-- Opening Marker --

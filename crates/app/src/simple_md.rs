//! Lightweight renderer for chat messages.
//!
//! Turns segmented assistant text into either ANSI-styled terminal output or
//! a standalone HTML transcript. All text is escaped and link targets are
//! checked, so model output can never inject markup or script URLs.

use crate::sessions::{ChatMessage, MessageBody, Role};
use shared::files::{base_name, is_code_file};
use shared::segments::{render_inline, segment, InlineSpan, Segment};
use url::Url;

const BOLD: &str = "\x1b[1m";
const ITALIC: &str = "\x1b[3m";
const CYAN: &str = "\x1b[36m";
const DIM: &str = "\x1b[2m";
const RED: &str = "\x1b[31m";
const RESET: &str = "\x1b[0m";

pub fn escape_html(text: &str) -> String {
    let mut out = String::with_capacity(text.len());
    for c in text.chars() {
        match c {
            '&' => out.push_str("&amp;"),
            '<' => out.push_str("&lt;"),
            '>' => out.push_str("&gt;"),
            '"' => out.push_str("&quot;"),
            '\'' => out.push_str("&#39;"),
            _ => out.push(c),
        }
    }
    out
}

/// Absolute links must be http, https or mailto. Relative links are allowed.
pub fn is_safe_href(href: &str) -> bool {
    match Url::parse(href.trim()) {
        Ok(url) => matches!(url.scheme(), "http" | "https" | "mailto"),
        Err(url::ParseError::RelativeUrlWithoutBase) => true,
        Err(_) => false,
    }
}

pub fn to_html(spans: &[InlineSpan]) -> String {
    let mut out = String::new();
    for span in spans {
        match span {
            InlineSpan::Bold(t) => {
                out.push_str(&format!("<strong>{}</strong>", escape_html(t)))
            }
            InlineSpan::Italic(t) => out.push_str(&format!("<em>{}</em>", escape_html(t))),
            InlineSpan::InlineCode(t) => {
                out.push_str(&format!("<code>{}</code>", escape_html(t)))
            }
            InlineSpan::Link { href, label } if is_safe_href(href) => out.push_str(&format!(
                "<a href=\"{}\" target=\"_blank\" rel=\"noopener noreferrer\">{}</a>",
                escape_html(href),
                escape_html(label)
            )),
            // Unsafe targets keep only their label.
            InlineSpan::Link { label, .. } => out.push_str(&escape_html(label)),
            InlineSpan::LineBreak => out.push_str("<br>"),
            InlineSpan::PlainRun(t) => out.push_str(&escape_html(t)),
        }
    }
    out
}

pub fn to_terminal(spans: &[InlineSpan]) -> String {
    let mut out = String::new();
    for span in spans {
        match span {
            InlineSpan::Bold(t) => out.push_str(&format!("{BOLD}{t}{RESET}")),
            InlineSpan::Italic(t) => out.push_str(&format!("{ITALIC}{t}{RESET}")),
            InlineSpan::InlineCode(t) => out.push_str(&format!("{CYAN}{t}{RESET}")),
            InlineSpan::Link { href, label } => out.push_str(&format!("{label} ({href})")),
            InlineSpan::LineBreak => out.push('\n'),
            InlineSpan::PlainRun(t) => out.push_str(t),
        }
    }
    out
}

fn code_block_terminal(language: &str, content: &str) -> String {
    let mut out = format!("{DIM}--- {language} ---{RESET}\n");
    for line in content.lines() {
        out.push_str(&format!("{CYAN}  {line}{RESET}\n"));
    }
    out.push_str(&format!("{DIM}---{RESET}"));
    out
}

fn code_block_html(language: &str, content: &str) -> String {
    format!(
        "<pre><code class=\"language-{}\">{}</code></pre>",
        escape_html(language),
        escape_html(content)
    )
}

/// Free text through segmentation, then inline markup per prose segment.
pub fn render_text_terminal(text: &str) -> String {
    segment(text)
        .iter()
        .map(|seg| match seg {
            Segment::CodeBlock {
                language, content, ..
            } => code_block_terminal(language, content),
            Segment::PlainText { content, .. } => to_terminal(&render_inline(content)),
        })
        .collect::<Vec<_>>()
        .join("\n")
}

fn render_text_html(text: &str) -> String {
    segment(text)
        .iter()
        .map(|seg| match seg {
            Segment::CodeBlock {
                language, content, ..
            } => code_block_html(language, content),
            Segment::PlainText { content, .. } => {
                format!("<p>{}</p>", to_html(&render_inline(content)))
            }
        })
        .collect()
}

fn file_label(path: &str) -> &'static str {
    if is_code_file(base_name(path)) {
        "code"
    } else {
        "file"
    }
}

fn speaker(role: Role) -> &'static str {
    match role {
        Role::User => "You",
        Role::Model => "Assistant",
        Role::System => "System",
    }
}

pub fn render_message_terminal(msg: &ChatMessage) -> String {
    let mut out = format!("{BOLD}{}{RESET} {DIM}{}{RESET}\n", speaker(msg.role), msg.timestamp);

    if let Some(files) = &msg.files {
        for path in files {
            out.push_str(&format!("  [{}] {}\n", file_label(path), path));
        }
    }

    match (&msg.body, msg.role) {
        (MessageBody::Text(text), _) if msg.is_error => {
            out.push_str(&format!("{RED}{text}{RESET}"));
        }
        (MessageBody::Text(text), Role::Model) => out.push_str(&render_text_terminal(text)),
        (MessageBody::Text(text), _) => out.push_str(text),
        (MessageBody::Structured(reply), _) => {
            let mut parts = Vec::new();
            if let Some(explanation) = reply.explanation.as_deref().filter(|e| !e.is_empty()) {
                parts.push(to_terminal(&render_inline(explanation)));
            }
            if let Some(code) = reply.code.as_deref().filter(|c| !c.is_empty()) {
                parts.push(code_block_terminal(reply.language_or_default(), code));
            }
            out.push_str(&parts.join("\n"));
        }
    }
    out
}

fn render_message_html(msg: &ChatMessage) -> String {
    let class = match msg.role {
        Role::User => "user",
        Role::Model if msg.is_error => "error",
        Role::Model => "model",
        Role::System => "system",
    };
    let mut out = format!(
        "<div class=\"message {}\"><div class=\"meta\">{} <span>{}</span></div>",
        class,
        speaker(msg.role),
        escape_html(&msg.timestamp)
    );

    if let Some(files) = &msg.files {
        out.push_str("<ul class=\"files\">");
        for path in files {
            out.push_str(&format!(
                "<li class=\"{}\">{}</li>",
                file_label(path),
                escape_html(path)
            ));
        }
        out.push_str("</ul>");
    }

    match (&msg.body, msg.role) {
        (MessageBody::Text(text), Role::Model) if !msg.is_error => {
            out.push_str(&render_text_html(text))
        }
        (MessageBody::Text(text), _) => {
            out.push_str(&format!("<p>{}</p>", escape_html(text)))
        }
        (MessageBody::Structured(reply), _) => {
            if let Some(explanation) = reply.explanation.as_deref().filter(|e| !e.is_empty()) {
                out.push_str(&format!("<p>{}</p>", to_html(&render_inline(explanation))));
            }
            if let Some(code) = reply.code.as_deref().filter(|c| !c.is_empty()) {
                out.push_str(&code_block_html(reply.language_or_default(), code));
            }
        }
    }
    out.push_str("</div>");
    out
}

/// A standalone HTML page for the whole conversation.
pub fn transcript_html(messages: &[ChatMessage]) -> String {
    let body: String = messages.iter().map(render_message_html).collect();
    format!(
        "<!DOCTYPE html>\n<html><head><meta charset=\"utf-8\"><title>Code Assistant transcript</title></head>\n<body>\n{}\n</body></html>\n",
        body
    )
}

-- Closing Marker --

WHAT THE EXERCISE ASKS - The data above, all of it, needs to be output exactly as written.

TASK ANSWER -
filename crates/app/src/simple_md.rs
//! Lightweight renderer for chat messages.
//!
//! Turns segmented assistant text into either ANSI-styled terminal output or
//! a standalone HTML transcript. All text is escaped and link targets are
//! checked, so model output can never inject markup or script URLs.

use crate::sessions::{ChatMessage, MessageBody, Role};
use shared::files::{base_name, is_code_file};
use shared::segments::{render_inline, segment, InlineSpan, Segment};
use url::Url;

const BOLD: &str = "\x1b[1m";
const ITALIC: &str = "\x1b[3m";
const CYAN: &str = "\x1b[36m";
const DIM: &str = "\x1b[2m";
const RED: &str = "\x1b[31m";
const RESET: &str = "\x1b[0m";

pub fn escape_html(text: &str) -> String {
    let mut out = String::with_capacity(text.len());
    for c in text.chars() {
        match c {
            '&' => out.push_str("&amp;"),
            '<' => out.push_str("&lt;"),
            '>' => out.push_str("&gt;"),
            '"' => out.push_str("&quot;"),
            '\'' => out.push_str("&#39;"),
            _ => out.push(c),
        }
    }
    out
}

/// Absolute links must be http, https or mailto. Relative links are allowed.
pub fn is_safe_href(href: &str) -> bool {
    match Url::parse(href.trim()) {
        Ok(url) => matches!(url.scheme(), "http" | "https" | "mailto"),
        Err(url::ParseError::RelativeUrlWithoutBase) => true,
        Err(_) => false,
    }
}

pub fn to_html(spans: &[InlineSpan]) -> String {
    let mut out = String::new();
    for span in spans {
        match span {
            InlineSpan::Bold(t) => {
                out.push_str(&format!("<strong>{}</strong>", escape_html(t)))
            }
            InlineSpan::Italic(t) => out.push_str(&format!("<em>{}</em>", escape_html(t))),
            InlineSpan::InlineCode(t) => {
                out.push_str(&format!("<code>{}</code>", escape_html(t)))
            }
            InlineSpan::Link { href, label } if is_safe_href(href) => out.push_str(&format!(
                "<a href=\"{}\" target=\"_blank\" rel=\"noopener noreferrer\">{}</a>",
                escape_html(href),
                escape_html(label)
            )),
            // Unsafe targets keep only their label.
            InlineSpan::Link { label, .. } => out.push_str(&escape_html(label)),
            InlineSpan::LineBreak => out.push_str("<br>"),
            InlineSpan::PlainRun(t) => out.push_str(&escape_html(t)),
        }
    }
    out
}

pub fn to_terminal(spans: &[InlineSpan]) -> String {
    let mut out = String::new();
    for span in spans {
        match span {
            InlineSpan::Bold(t) => out.push_str(&format!("{BOLD}{t}{RESET}")),
            InlineSpan::Italic(t) => out.push_str(&format!("{ITALIC}{t}{RESET}")),
            InlineSpan::InlineCode(t) => out.push_str(&format!("{CYAN}{t}{RESET}")),
            InlineSpan::Link { href, label } => out.push_str(&format!("{label} ({href})")),
            InlineSpan::LineBreak => out.push('\n'),
            InlineSpan::PlainRun(t) => out.push_str(t),
        }
    }
    out
}

fn code_block_terminal(language: &str, content: &str) -> String {
    let mut out = format!("{DIM}--- {language} ---{RESET}\n");
    for line in content.lines() {
        out.push_str(&format!("{CYAN}  {line}{RESET}\n"));
    }
    out.push_str(&format!("{DIM}---{RESET}"));
    out
}

fn code_block_html(language: &str, content: &str) -> String {
    format!(
        "<pre><code class=\"language-{}\">{}</code></pre>",
        escape_html(language),
        escape_html(content)
    )
}

/// Free text through segmentation, then inline markup per prose segment.
pub fn render_text_terminal(text: &str) -> String {
    segment(text)
        .iter()
        .map(|seg| match seg {
            Segment::CodeBlock {
                language, content, ..
            } => code_block_terminal(language, content),
            Segment::PlainText { content, .. } => to_terminal(&render_inline(content)),
        })
        .collect::<Vec<_>>()
        .join("\n")
}

fn render_text_html(text: &str) -> String {
    segment(text)
        .iter()
        .map(|seg| match seg {
            Segment::CodeBlock {
                language, content, ..
            } => code_block_html(language, content),
            Segment::PlainText { content, .. } => {
                format!("<p>{}</p>", to_html(&render_inline(content)))
            }
        })
        .collect()
}

fn file_label(path: &str) -> &'static str {
    if is_code_file(base_name(path)) {
        "code"
    } else {
        "file"
    }
}

fn speaker(role: Role) -> &'static str {
    match role {
        Role::User => "You",
        Role::Model => "Assistant",
        Role::System => "System",
    }
}

pub fn render_message_terminal(msg: &ChatMessage) -> String {
    let mut out = format!("{BOLD}{}{RESET} {DIM}{}{RESET}\n", speaker(msg.role), msg.timestamp);

    if let Some(files) = &msg.files {
        for path in files {
            out.push_str(&format!("  [{}] {}\n", file_label(path), path));
        }
    }

    match (&msg.body, msg.role) {
        (MessageBody::Text(text), _) if msg.is_error => {
            out.push_str(&format!("{RED}{text}{RESET}"));
        }
        (MessageBody::Text(text), Role::Model) => out.push_str(&render_text_terminal(text)),
        (MessageBody::Text(text), _) => out.push_str(text),
        (MessageBody::Structured(reply), _) => {
            let mut parts = Vec::new();
            if let Some(explanation) = reply.explanation.as_deref().filter(|e| !e.is_empty()) {
                parts.push(to_terminal(&render_inline(explanation)));
            }
            if let Some(code) = reply.code.as_deref().filter(|c| !c.is_empty()) {
                parts.push(code_block_terminal(reply.language_or_default(), code));
            }
            out.push_str(&parts.join("\n"));
        }
    }
    out
}

fn render_message_html(msg: &ChatMessage) -> String {
    let class = match msg.role {
        Role::User => "user",
        Role::Model if msg.is_error => "error",
        Role::Model => "model",
        Role::System => "system",
    };
    let mut out = format!(
        "<div class=\"message {}\"><div class=\"meta\">{} <span>{}</span></div>",
        class,
        speaker(msg.role),
        escape_html(&msg.timestamp)
    );

    if let Some(files) = &msg.files {
        out.push_str("<ul class=\"files\">");
        for path in files {
            out.push_str(&format!(
                "<li class=\"{}\">{}</li>",
                file_label(path),
                escape_html(path)
            ));
        }
        out.push_str("</ul>");
    }

    match (&msg.body, msg.role) {
        (MessageBody::Text(text), Role::Model) if !msg.is_error => {
            out.push_str(&render_text_html(text))
        }
        (MessageBody::Text(text), _) => {
            out.push_str(&format!("<p>{}</p>", escape_html(text)))
        }
        (MessageBody::Structured(reply), _) => {
            if let Some(explanation) = reply.explanation.as_deref().filter(|e| !e.is_empty()) {
                out.push_str(&format!("<p>{}</p>", to_html(&render_inline(explanation))));
            }
            if let Some(code) = reply.code.as_deref().filter(|c| !c.is_empty()) {
                out.push_str(&code_block_html(reply.language_or_default(), code));
            }
        }
    }
    out.push_str("</div>");
    out
}

/// A standalone HTML page for the whole conversation.
pub fn transcript_html(messages: &[ChatMessage]) -> String {
    let body: String = messages.iter().map(render_message_html).collect();
    format!(
        "<!DOCTYPE html>\n<html><head><meta charset=\"utf-8\"><title>Code Assistant transcript</title></head>\n<body>\n{}\n</body></html>\n",
        body
    )
}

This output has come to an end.